愛飲しているこの赤い液体はオレにとって集中力を保つのにもってこいだ。
しかも肌や髪にもいいので美形には欠かせない食材のひとつとなっている。
「効能はいいんだろーけど。いくら何でもそれ人間が飲めるもんじゃないでしょ」
トカゲから抽出される健康ドリンクは、人間にはウケが悪いようだ。

●あいうち

いつになったらこの均衡がくずれるのだろうか。ずっと同じ状況である。
「どうすんだよ。

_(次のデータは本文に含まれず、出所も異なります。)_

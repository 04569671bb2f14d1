//! Purpose: Define a stable, structured schema for non-fatal stderr notices.
//! Exports: `Notice`, `notice_json`, `notice_time_now`.
//! Role: Shared contract helper for plugin diagnostics the host may pipe through.
//! Invariants: Notices are non-fatal and never alter the stdout response.
//! Invariants: JSON schema is stable once published; fields are additive-only.
use std::time::{SystemTime, UNIX_EPOCH};

use serde_json::{Map, Value, json};

#[derive(Debug, Clone, PartialEq, Eq)]
pub struct Notice {
    pub kind: String,
    pub time: String,
    pub command: String,
    pub message: String,
    pub details: Map<String, Value>,
}

impl Notice {
    /// Notice for `init` discarding a non-empty incoming universe. The drop
    /// is contractual; the notice only makes it visible to the operator.
    pub fn bootstrap_drop(dropped_entries: usize) -> Self {
        let mut details = Map::new();
        details.insert("dropped_entries".to_string(), Value::from(dropped_entries));
        Self {
            kind: "bootstrap-drop".to_string(),
            time: notice_time_now().unwrap_or_default(),
            command: "init".to_string(),
            message: format!("init discarded {dropped_entries} incoming universe entries"),
            details,
        }
    }
}

pub fn notice_json(notice: &Notice) -> Value {
    let mut inner = Map::new();
    inner.insert("kind".to_string(), json!(notice.kind));
    inner.insert("time".to_string(), json!(notice.time));
    inner.insert("command".to_string(), json!(notice.command));
    inner.insert("message".to_string(), json!(notice.message));
    inner.insert("details".to_string(), Value::Object(notice.details.clone()));

    let mut outer = Map::new();
    outer.insert("notice".to_string(), Value::Object(inner));
    Value::Object(outer)
}

pub fn notice_time_now() -> Option<String> {
    use time::format_description::well_known::Rfc3339;
    let duration = SystemTime::now().duration_since(UNIX_EPOCH).ok()?;
    let ts = time::OffsetDateTime::from_unix_timestamp_nanos(duration.as_nanos() as i128).ok()?;
    ts.format(&Rfc3339).ok()
}
use std::error::Error as StdError;
use std::fmt;

#[derive(Clone, Copy, Debug, Eq, PartialEq)]
pub enum ErrorKind {
    Internal,
    Decode,
    Argument,
    Conflict,
    Unsupported,
    Io,
}

#[derive(Debug)]
pub struct Error {
    kind: ErrorKind,
    message: Option<String>,
    command: Option<String>,
    hint: Option<String>,
    source: Option<Box<dyn StdError + Send + Sync>>,
}

impl Error {
    pub fn new(kind: ErrorKind) -> Self {
        Self {
            kind,
            message: None,
            command: None,
            hint: None,
            source: None,
        }
    }

    pub fn kind(&self) -> ErrorKind {
        self.kind
    }

    pub fn message(&self) -> Option<&str> {
        self.message.as_deref()
    }

    pub fn command(&self) -> Option<&str> {
        self.command.as_deref()
    }

    pub fn hint(&self) -> Option<&str> {
        self.hint.as_deref()
    }

    pub fn with_message(mut self, message: impl Into<String>) -> Self {
        self.message = Some(message.into());
        self
    }

    pub fn with_command(mut self, command: impl Into<String>) -> Self {
        self.command = Some(command.into());
        self
    }

    pub fn with_hint(mut self, hint: impl Into<String>) -> Self {
        self.hint = Some(hint.into());
        self
    }

    pub fn with_source(mut self, source: impl StdError + Send + Sync + 'static) -> Self {
        self.source = Some(Box::new(source));
        self
    }

    /// Text carried in the wire-level `error_msg` field: the message alone,
    /// with a kind-derived fallback so the field is never empty.
    pub fn protocol_message(&self) -> String {
        if let Some(message) = &self.message {
            return message.clone();
        }
        match self.kind {
            ErrorKind::Internal => "internal error".to_string(),
            ErrorKind::Decode => "malformed request".to_string(),
            ErrorKind::Argument => "invalid arguments".to_string(),
            ErrorKind::Conflict => "conflicting universe content".to_string(),
            ErrorKind::Unsupported => "unsupported command".to_string(),
            ErrorKind::Io => "i/o error".to_string(),
        }
    }
}

impl fmt::Display for Error {
    fn fmt(&self, f: &mut fmt::Formatter<'_>) -> fmt::Result {
        write!(f, "{:?}", self.kind)?;
        if let Some(message) = &self.message {
            write!(f, ": {message}")?;
        }
        if let Some(command) = &self.command {
            write!(f, " (command: {command})")?;
        }
        Ok(())
    }
}

impl StdError for Error {
    fn source(&self) -> Option<&(dyn StdError + 'static)> {
        self.source
            .as_ref()
            .map(|source| source.as_ref() as &(dyn StdError + 'static))
    }
}

pub fn to_exit_code(kind: ErrorKind) -> i32 {
    match kind {
        ErrorKind::Internal => 1,
        ErrorKind::Decode => 2,
        ErrorKind::Argument => 3,
        ErrorKind::Conflict => 4,
        ErrorKind::Unsupported => 5,
        ErrorKind::Io => 6,
    }
}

このままじゃ終わらないよ」
「わーってら、うるさいな」
自分の半身との相打ちは、威力もスピードも同等。技も同様だ。
己の限界を突破する方法を見つけるには至難の技。これが試験なんてひどいもんである。

●藹雲

藹 雲(あいうん)にこめられた想いを知る者はほとんどいない。
何せ雲は風にのって気まぐれに動いていると思われているが、実は違う。
見る者すべてが同じ感覚なわけがないのは二百以上も承知なはず。つまり。
雲が風を使って誰かに想いを告げようとしているのだ。誰かはもちろん、内緒だ。

●あいえ

藍色の濃淡だけで描かれる藍絵(あいえ)は、今ではお皿に描かれることが多い。
前は浮世絵が流行っていたし、個人的に好みの色でもあるのでよく買っていた。
時代による流行り廃りはあるので仕方がないが、少々物悲しい。
隣にいる有名な浮世絵師は、今も外を見ながら藍色の絵を書き続けている。

●あいえつ

哀咽(あいえつ)が響き渡る。風にのって木々に届き、森全体へと広がった。
鳥たちが心配をして本人に会いにくるが、部屋からでてくる気配はない。
仕方がないので窓から入り様子をうかがうと、ピクリとも動かない主人がいた。
驚いて近づくと、色とりどりの花に囲まれた娘と一緒にねむっていた。